The Company is organized specifically to own, lease and manage communications towers and other structures, such as rooftops and interests in land under third party and related party towers in various forms (collectively, "towers," "sites" or "wireless infrastructure") to wireless communications companies. The Company's core business is providing access, including space or capacity, to its sites via long-term contracts in various forms, including licenses, subleases and lease agreements (collectively, "contracts"). The Company's sites are geographically dispersed across the United States. Management services related to communications towers and other communication sites are performed by Crown Castle USA Inc. ("CCUSA"), an affiliate of the Company, under a management agreement, as the Company has no employees.
The preparation of financial statements in conformity with U.S. generally accepted accounting principles requires management to make estimates and use assumptions that affect the reported amounts of assets and liabilities and the disclosure for contingent assets and liabilities at the date of the financial statements as well as the reported amounts of revenues and expenses during the reporting period. Actual results could differ from these estimates.

2.
Summary of Significant Accounting Policies
Receivables Allowance
An allowance for doubtful accounts is recorded as an offset to accounts receivable. The Company uses judgment in estimating this allowance and considers historical collections, current credit status or contractual provisions. Additions to the allowance for doubtful accounts are charged to "costs of operations" and deductions from the allowance are recorded when specific accounts receivable are written off as uncollectible.
Lease Accounting
General. The Company classifies its leases at inception as either operating leases or capital leases. A lease is classified as a capital lease if at least one of the following criteria are met, subject to certain exceptions noted below: (1) the lease transfers ownership of the leased assets to the lessee, (2) there is a bargain purchase option, (3) the lease term is equal to 75% or more of the economic life of the leased assets, or (4) the present value of the minimum lease payments equals or exceeds 90% of the fair value of the leased assets.
Lessee. Leases for land are evaluated for capital lease treatment if at least one of the first two criteria mentioned in the immediately preceding paragraph is present relating to the leased assets. When the Company, as lessee, classifies a lease as a capital lease, it records an asset in an amount equal to the present value of the minimum lease payments under the lease at the beginning of the lease term. Applicable operating leases are recognized on a straight-line basis as discussed under "Costs of Operations" below.
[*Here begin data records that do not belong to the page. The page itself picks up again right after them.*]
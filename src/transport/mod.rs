//! Remote generation backends.

mod http;

pub use http::HttpGenerationBackend;
//! 离线任务队列模块：离线时持久化生成请求，恢复连接后按 FIFO 顺序重放。
//!
//! # Offline Task Queue
//!
//! | Component | Description |
//! |-----------|-------------|
//! | [`OfflineQueue`] | Enqueue, remove, and strictly sequential drain |
//! | [`QueuedTask`] / [`NewTask`] | Persisted task and its pre-id form |
//! | [`QueueStore`] / [`ArtifactStore`] | Persistence repositories |
//! | [`InMemoryStore`] / [`JsonFileStore`] | Store implementations |
//! | [`TaskExecutor`] | Runs a reconstructed request (the generation façade) |
//!
//! A task that fails [`MAX_TASK_ATTEMPTS`] drain attempts is dropped so it cannot
//! block the tasks behind it.

mod offline;
mod store;
mod task;

pub use offline::{DrainReport, OfflineQueue, TaskExecutor};
pub use store::{ArtifactStore, InMemoryStore, JsonFileStore, QueueStore};
pub use task::{NewTask, QueuedTask, MAX_TASK_ATTEMPTS};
Lessor. If the Company is the lessor of leased property that is part of a larger whole (including with respect to a portion of space on a tower) and for which fair value is not objectively determinable, then such lease is accounted for as an operating lease. As applicable, operating leases are recognized on a straight-line basis as discussed under "Revenue Recognition."
Property and Equipment
Property and equipment is stated at cost, net of accumulated depreciation. Property and equipment includes land owned in fee and perpetual easements for land which have no definite life. When the Company purchases fee ownership or perpetual easements for the land previously subject to ground lease, the Company reduces the value recorded as land by the amount of any associated deferred ground lease payable or unamortized above-market leases. Depreciation is computed utilizing the straight-line method at rates based upon the estimated useful lives of the various classes of assets. Depreciation of wireless infrastructure is generally computed with a useful life equal to the shorter of 20 years or the term of the underlying ground lease (including optional renewal periods). Additions, renewals or improvements are capitalized, while maintenance and repairs are expensed. The

S-8

GLOBAL SIGNAL ACQUISITIONS LLC
NOTES TO CONSOLIDATED FINANCIAL STATEMENTS
(Tabular dollars in thousands)

carrying value of property and equipment will be reviewed for impairment whenever events or changes in circumstances indicate that the carrying amount of the assets may not be recoverable.
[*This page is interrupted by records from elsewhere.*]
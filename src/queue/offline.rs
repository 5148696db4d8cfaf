//! Durable FIFO queue of deferred generation requests, drained on reconnect.

use super::store::{ArtifactStore, QueueStore};
use super::task::{NewTask, QueuedTask, MAX_TASK_ATTEMPTS};
use crate::generation::{GenerationArtifact, GenerationRequest};
use crate::logging::{LogLevel, Logger};
use crate::network::NetworkMonitor;
use crate::Result;
use async_trait::async_trait;
use serde::Serialize;
use serde_json::json;
use std::sync::Arc;
use tokio::sync::Mutex;
use tokio::task::JoinHandle;
use tracing::{debug, info};

/// Runs one reconstructed request through the same path interactive calls use.
#[async_trait]
pub trait TaskExecutor: Send + Sync {
    async fn execute(&self, request: &GenerationRequest) -> Result<GenerationArtifact>;
}

/// What one `drain()` invocation did.
#[derive(Debug, Clone, Default, PartialEq, Eq, Serialize)]
pub struct DrainReport {
    /// Ids of tasks that succeeded and were appended to history.
    pub completed: Vec<String>,
    /// Ids of tasks removed after reaching the attempt ceiling.
    pub dropped: Vec<String>,
    /// Head task whose non-terminal failure stopped this drain.
    pub halted_on: Option<String>,
    pub remaining: usize,
}

impl DrainReport {
    pub fn is_noop(&self) -> bool {
        self.completed.is_empty() && self.dropped.is_empty() && self.halted_on.is_none()
    }
}

/// Durable FIFO of generation requests deferred while offline.
///
/// Every mutation is a load → modify → save against the [`QueueStore`] under one
/// lock, so the persisted list is always a complete snapshot. Drains are
/// serialized: a second `drain()` waits for the first and then sees its result.
pub struct OfflineQueue {
    store: Arc<dyn QueueStore>,
    history: Arc<dyn ArtifactStore>,
    executor: Arc<dyn TaskExecutor>,
    monitor: Arc<NetworkMonitor>,
    max_attempts: u32,
    mutation: Mutex<()>,
    draining: Mutex<()>,
    logger: Logger,
}

impl OfflineQueue {
    pub fn new(
        store: Arc<dyn QueueStore>,
        history: Arc<dyn ArtifactStore>,
        executor: Arc<dyn TaskExecutor>,
        monitor: Arc<NetworkMonitor>,
    ) -> Self {
        Self {
            store,
            history,
            executor,
            monitor,
            max_attempts: MAX_TASK_ATTEMPTS,
            mutation: Mutex::new(()),
            draining: Mutex::new(()),
            logger: Logger::new("offline_queue"),
        }
    }

    pub fn with_max_attempts(mut self, max_attempts: u32) -> Self {
        self.max_attempts = max_attempts.max(1);
        self
    }

    pub fn max_attempts(&self) -> u32 {
        self.max_attempts
    }

    /// Append a task with a fresh id and zero attempts. There is no capacity bound.
    pub async fn enqueue(&self, task: NewTask) -> Result<QueuedTask> {
        let task = task.into_task();
        let _guard = self.mutation.lock().await;
        let mut tasks = self.store.load_queue().await?;
        tasks.push(task.clone());
        self.store.save_queue(&tasks).await?;
        info!(task_id = %task.id, queued = tasks.len(), "task queued");
        Ok(task)
    }

    /// Remove a task by id. Returns false if it was not queued.
    pub async fn remove(&self, id: &str) -> Result<bool> {
        let _guard = self.mutation.lock().await;
        let mut tasks = self.store.load_queue().await?;
        let before = tasks.len();
        tasks.retain(|t| t.id != id);
        if tasks.len() == before {
            return Ok(false);
        }
        self.store.save_queue(&tasks).await?;
        Ok(true)
    }

    pub async fn list(&self) -> Result<Vec<QueuedTask>> {
        self.store.load_queue().await
    }

    pub async fn len(&self) -> Result<usize> {
        Ok(self.store.load_queue().await?.len())
    }

    pub async fn is_empty(&self) -> Result<bool> {
        Ok(self.len().await? == 0)
    }

    pub async fn clear(&self) -> Result<()> {
        let _guard = self.mutation.lock().await;
        self.store.save_queue(&[]).await
    }

    async fn head(&self) -> Result<Option<QueuedTask>> {
        let _guard = self.mutation.lock().await;
        Ok(self.store.load_queue().await?.into_iter().next())
    }

    async fn record_failure(&self, id: &str, attempts: u32) -> Result<()> {
        let _guard = self.mutation.lock().await;
        let mut tasks = self.store.load_queue().await?;
        if let Some(task) = tasks.iter_mut().find(|t| t.id == id) {
            task.attempts = attempts;
            self.store.save_queue(&tasks).await?;
        }
        Ok(())
    }

    /// Process tasks from the head, one at a time, while online.
    ///
    /// Success appends the artifact to history and removes the task. A failure
    /// increments `attempts`; at the ceiling the task is dropped and draining
    /// continues, below it draining stops with the task left at the head.
    pub async fn drain(&self) -> Result<DrainReport> {
        let _draining = self.draining.lock().await;
        let mut report = DrainReport::default();

        loop {
            if !self.monitor.is_online() {
                debug!("drain paused: offline");
                break;
            }
            let Some(task) = self.head().await? else {
                break;
            };

            match self.executor.execute(&task.to_request()).await {
                Ok(artifact) => {
                    self.history.append_artifact(&artifact).await?;
                    self.remove(&task.id).await?;
                    info!(task_id = %task.id, artifact_id = %artifact.id, "queued task completed");
                    report.completed.push(task.id);
                }
                Err(err) => {
                    let attempts = task.attempts + 1;
                    if attempts >= self.max_attempts {
                        self.remove(&task.id).await?;
                        self.logger.warn(
                            "dropping queued task after repeated failures",
                            Some(&json!({
                                "task_id": task.id,
                                "attempts": attempts,
                                "error": crate::logging::error_value(&err),
                            })),
                        );
                        report.dropped.push(task.id);
                        continue;
                    }
                    self.record_failure(&task.id, attempts).await?;
                    self.logger
                        .failure(LogLevel::Info, "queued task failed; drain halted", &err);
                    report.halted_on = Some(task.id);
                    break;
                }
            }
        }

        report.remaining = self.len().await?;
        Ok(report)
    }

    /// Drain on every offline → online transition reported by `monitor`.
    ///
    /// The task holds only a weak reference and exits once the queue is dropped.
    pub fn spawn_auto_drain(self: &Arc<Self>) -> JoinHandle<()> {
        let mut online = self.monitor.watch_online();
        let queue = Arc::downgrade(self);
        tokio::spawn(async move {
            let mut was_online = *online.borrow_and_update();
            while online.changed().await.is_ok() {
                let now_online = *online.borrow_and_update();
                if now_online && !was_online {
                    let Some(queue) = queue.upgrade() else {
                        break;
                    };
                    match queue.drain().await {
                        Ok(report) => info!(
                            completed = report.completed.len(),
                            dropped = report.dropped.len(),
                            remaining = report.remaining,
                            "auto-drain finished"
                        ),
                        Err(e) => queue.logger.failure(LogLevel::Error, "auto-drain failed", &e),
                    }
                }
                was_online = now_online;
            }
        })
    }
}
Abandonments and write-offs of property and equipment are recorded to "asset write-down charges" on the Company's consolidated statement of operations.
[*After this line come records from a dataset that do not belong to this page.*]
//! 输入防护模块：在任何远程调用之前对用户输入进行清洗与长度校验。
//!
//! # Guardrails Module
//!
//! Outbound requests pass through this module before they reach a generation
//! backend. It is a precondition check, not a general text cleaner:
//!
//! | Function | Description |
//! |----------|-------------|
//! | [`sanitize_input`] | Strip characters outside word chars, whitespace and `- . , ! ?` |
//! | [`validate_prompt_length`] | Reject inputs longer than the configured bound |
//! | [`prepare_topic`] | Sanitize, trim, reject empty, then length-check |
//!
//! ## Example
//!
//! ```rust
//! use ai_gen_pipeline::guardrails::{prepare_topic, DEFAULT_MAX_PROMPT_LENGTH};
//!
//! let topic = prepare_topic("  remote <work> tips!  ", DEFAULT_MAX_PROMPT_LENGTH).unwrap();
//! assert_eq!(topic, "remote work tips!");
//! ```

mod sanitize;

pub use sanitize::{
    prepare_topic, sanitize_input, validate_prompt_length, DEFAULT_MAX_PROMPT_LENGTH,
};
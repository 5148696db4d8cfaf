//! 缓存模块：请求级去重缓存（绝对 TTL + 并发合并）与通用 LRU 缓存。
//!
//! # Caching Module
//!
//! Two distinct eviction strategies live here and are kept separate on purpose:
//! request caching wants time-bounded freshness, provider-response memoization
//! wants bounded memory.
//!
//! | Component | Description |
//! |-----------|-------------|
//! | [`RequestCache`] | Absolute-TTL memoization with in-flight coalescing |
//! | [`BoundedCache`] | Fixed-capacity LRU store |
//! | [`CacheKey`] | Normalized, hashed request identity |
//!
//! ## Example
//!
//! ```rust
//! use ai_gen_pipeline::cache::BoundedCache;
//!
//! let cache = BoundedCache::new(2);
//! cache.set("a", 1);
//! cache.set("b", 2);
//! cache.get(&"a");
//! assert_eq!(cache.set("c", 3), Some(("b", 2)));
//! ```

mod key;
mod bounded;
mod request;

pub use key::{canonical_form, normalize_topic, CacheKey, RequestKind};
pub use bounded::BoundedCache;
pub use request::{CacheEntry, RequestCache, RequestCacheStats, DEFAULT_REQUEST_TTL};
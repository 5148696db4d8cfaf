//! Process-wide connectivity tracker.

use super::source::ConnectivitySource;
use super::state::{ConnectionQuality, NetworkState};
use crate::Result;
use arc_swap::ArcSwap;
use futures::StreamExt;
use std::sync::atomic::{AtomicU64, Ordering};
use std::sync::{Arc, Mutex, Weak};
use tokio::sync::watch;
use tokio::task::JoinHandle;
use tracing::{debug, info};

type Listener = Arc<dyn Fn(&NetworkState) + Send + Sync>;

/// Tracks connectivity and notifies subscribers on change.
///
/// Constructed once at startup with [`NetworkMonitor::init`], which seeds the
/// state from one fetch before any listener can fire, then follows the source's
/// change stream for the life of the process. Other components receive the
/// monitor by `Arc` rather than reading a global.
pub struct NetworkMonitor {
    state: ArcSwap<NetworkState>,
    listeners: Mutex<Vec<(u64, Listener)>>,
    next_listener_id: AtomicU64,
    online_tx: watch::Sender<bool>,
    pump: Mutex<Option<JoinHandle<()>>>,
}

/// Handle returned by [`NetworkMonitor::add_listener`]. The listener stays
/// registered while the handle is alive and is removed when it is dropped.
#[must_use = "dropping a Subscription removes its listener"]
pub struct Subscription {
    id: u64,
    monitor: Weak<NetworkMonitor>,
}

impl Subscription {
    pub fn unsubscribe(self) {
        drop(self);
    }
}

impl Drop for Subscription {
    fn drop(&mut self) {
        if let Some(monitor) = self.monitor.upgrade() {
            monitor.remove_listener(self.id);
        }
    }
}

impl NetworkMonitor {
    /// A monitor with a fixed initial state and no platform source attached.
    pub fn with_state(initial: NetworkState) -> Arc<Self> {
        let (online_tx, _rx) = watch::channel(initial.is_online());
        Arc::new(Self {
            state: ArcSwap::from_pointee(initial),
            listeners: Mutex::new(Vec::new()),
            next_listener_id: AtomicU64::new(1),
            online_tx,
            pump: Mutex::new(None),
        })
    }

    /// Seed from `source.fetch()` and follow `source.changes()` until shutdown.
    pub async fn init(source: Arc<dyn ConnectivitySource>) -> Result<Arc<Self>> {
        // Subscribe before fetching so no change between the two is lost.
        let mut changes = source.changes();
        let initial = source.fetch().await?;
        info!(
            online = initial.is_online(),
            transport = ?initial.transport,
            "network monitor initialised"
        );
        let monitor = Self::with_state(initial);

        let weak = Arc::downgrade(&monitor);
        let handle = tokio::spawn(async move {
            while let Some(state) = changes.next().await {
                match weak.upgrade() {
                    Some(m) => m.update(state),
                    None => break,
                }
            }
            debug!("connectivity change stream ended");
        });
        *monitor.pump.lock().unwrap_or_else(|e| e.into_inner()) = Some(handle);
        Ok(monitor)
    }

    /// Apply a platform callback. Listeners fire only when the snapshot changed.
    pub fn update(&self, next: NetworkState) {
        let prev = self.state.swap(Arc::new(next.clone()));
        if *prev == next {
            return;
        }
        debug!(
            online = next.is_online(),
            transport = ?next.transport,
            quality = ?next.quality(),
            "network state changed"
        );
        let online = next.is_online();
        self.online_tx.send_if_modified(|v| {
            let changed = *v != online;
            *v = online;
            changed
        });

        let listeners: Vec<Listener> = self
            .listeners
            .lock()
            .unwrap_or_else(|e| e.into_inner())
            .iter()
            .map(|(_, l)| Arc::clone(l))
            .collect();
        for listener in listeners {
            listener(&next);
        }
    }

    pub fn current_state(&self) -> NetworkState {
        self.state.load().as_ref().clone()
    }

    pub fn is_online(&self) -> bool {
        self.state.load().is_online()
    }

    pub fn connection_quality(&self) -> ConnectionQuality {
        self.state.load().quality()
    }

    pub fn add_listener<F>(self: &Arc<Self>, listener: F) -> Subscription
    where
        F: Fn(&NetworkState) + Send + Sync + 'static,
    {
        let id = self.next_listener_id.fetch_add(1, Ordering::Relaxed);
        self.listeners
            .lock()
            .unwrap_or_else(|e| e.into_inner())
            .push((id, Arc::new(listener)));
        Subscription {
            id,
            monitor: Arc::downgrade(self),
        }
    }

    fn remove_listener(&self, id: u64) {
        self.listeners
            .lock()
            .unwrap_or_else(|e| e.into_inner())
            .retain(|(lid, _)| *lid != id);
    }

    pub fn listener_count(&self) -> usize {
        self.listeners.lock().unwrap_or_else(|e| e.into_inner()).len()
    }

    /// Receiver that wakes whenever online/offline flips.
    pub fn watch_online(&self) -> watch::Receiver<bool> {
        self.online_tx.subscribe()
    }

    /// Stop following the platform source.
    pub fn shutdown(&self) {
        if let Some(handle) = self.pump.lock().unwrap_or_else(|e| e.into_inner()).take() {
            handle.abort();
        }
    }
}

impl Drop for NetworkMonitor {
    fn drop(&mut self) {
        self.shutdown();
    }
}
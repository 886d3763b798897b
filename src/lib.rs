//! A growable, contiguous vector, built atop raw, uninitialized storage.
//!
//! #   Organization
//!
//! This crate is composed of two top modules:
//!
//! -   The `utils` module contains the low-level building blocks: `RawStorage`, an owner of uninitialized slots, and
//!     `AllocError`, the error reported when memory cannot be obtained.
//! -   The `collections` module contains `Vector`, which tracks which prefix of a `RawStorage` is live, and is the only
//!     entity constructing and destroying elements within it.
//!
//!
//! #   Storage versus elements
//!
//! `RawStorage<T>` owns memory, not elements. It allocates an array of `capacity` slots, hands out their addresses,
//! and releases the memory when dropped, without ever reading, writing, or dropping a single `T`.
//!
//! `Vector<T>` owns elements. It knows that slots `[0, len)` are live, and slots `[len, capacity)` are not, and upholds
//! this invariant across every operation, including when an element operation panics midway.
//!
//!
//! #   Growth
//!
//! Whenever more slots are needed, `Vector` builds a new `RawStorage`, relocates its elements into it, then swaps the
//! new storage in. Should anything fail before the swap, the new storage is simply dropped, and the vector is left
//! untouched.
//!
//!
//! #   Panic safety
//!
//! Element operations (`Default`, `Clone`, construction closures, `Drop`) may panic. Operations which build into fresh
//! storage, or construct a value before touching any slot, offer the strong guarantee: on panic, the vector is left
//! exactly as it was. Operations which destroy or assign elements in place offer the basic guarantee: on panic, the
//! vector is left in a valid state, with no element leaked twice or dropped twice.

#![cfg_attr(not(test), no_std)]
//  Lints
#![deny(missing_docs)]
#![deny(unsafe_op_in_unsafe_fn)]
//  This author prefers to keep its test modules close to what they are testing.
#![allow(clippy::items_after_test_module)]

extern crate alloc;

pub mod collections;
pub mod utils;

pub use collections::Vector;
pub use utils::{AllocError, RawStorage};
Asset Retirement Obligations
Pursuant to its ground lease and easement agreements, the Company records obligations to perform asset retirement activities, including requirements to remove wireless infrastructure or remediate the land upon which the Company's wireless infrastructure resides. Asset retirement obligations are included in "deferred ground lease payable, above-market leases and other liabilities" on the Company's balance sheet. The liability accretes as a result of the passage of time and the related accretion expense is included in "depreciation, amortization and accretion" expense on the Company's statement of operations. The associated asset retirement costs are capitalized as an additional carrying amount of the related long-lived asset and depreciated over the useful life of such asset.
Goodwill
Goodwill represents the excess of the purchase price for an acquired business over the allocated value of the related net assets. The Company tests goodwill for impairment on an annual basis, regardless of whether adverse events or changes in circumstances have occurred. The annual test begins with goodwill and all intangible assets being allocated to applicable reporting units. The Company then performs a qualitative assessment to determine whether it is "more likely than not" that the fair value of the reporting units is less than its carrying amount. If it is concluded that it is "more likely than not" that the fair value of a reporting unit is less than its carrying amount, it is necessary to perform the two-step goodwill impairment test. The two-step goodwill impairment test begins with an estimation of fair value of the reporting unit using an income approach, which looks to the present value of expected future cash flows. The first step, commonly referred to as a "step-one impairment test," is a screen for potential impairment while the second step measures the amount of any impairment if there is an indication from the first step that one exists. The Company's measurement of the fair value for goodwill is based on an estimate of discounted future cash flows of the reporting unit. The Company performed its most recent annual test of goodwill as of October 1, 2013, which resulted in no impairments.
Other Intangible Assets
Intangible assets are included in "site rental contracts and customer relationships, net" and "other intangible assets, net" on the Company's balance sheet and predominately consist of the estimated fair value of  site rental contracts and customer relationships recorded in conjunction with acquisitions. The site rental contracts and customer relationships intangible assets are comprised of (1) current term of the existing contracts, (2) the expected exercise of the renewal provisions contained within the existing contracts, which automatically occur under contractual provisions, or (3) any associated relationships that are expected to generate value following the expiration of all renewal periods under existing contracts.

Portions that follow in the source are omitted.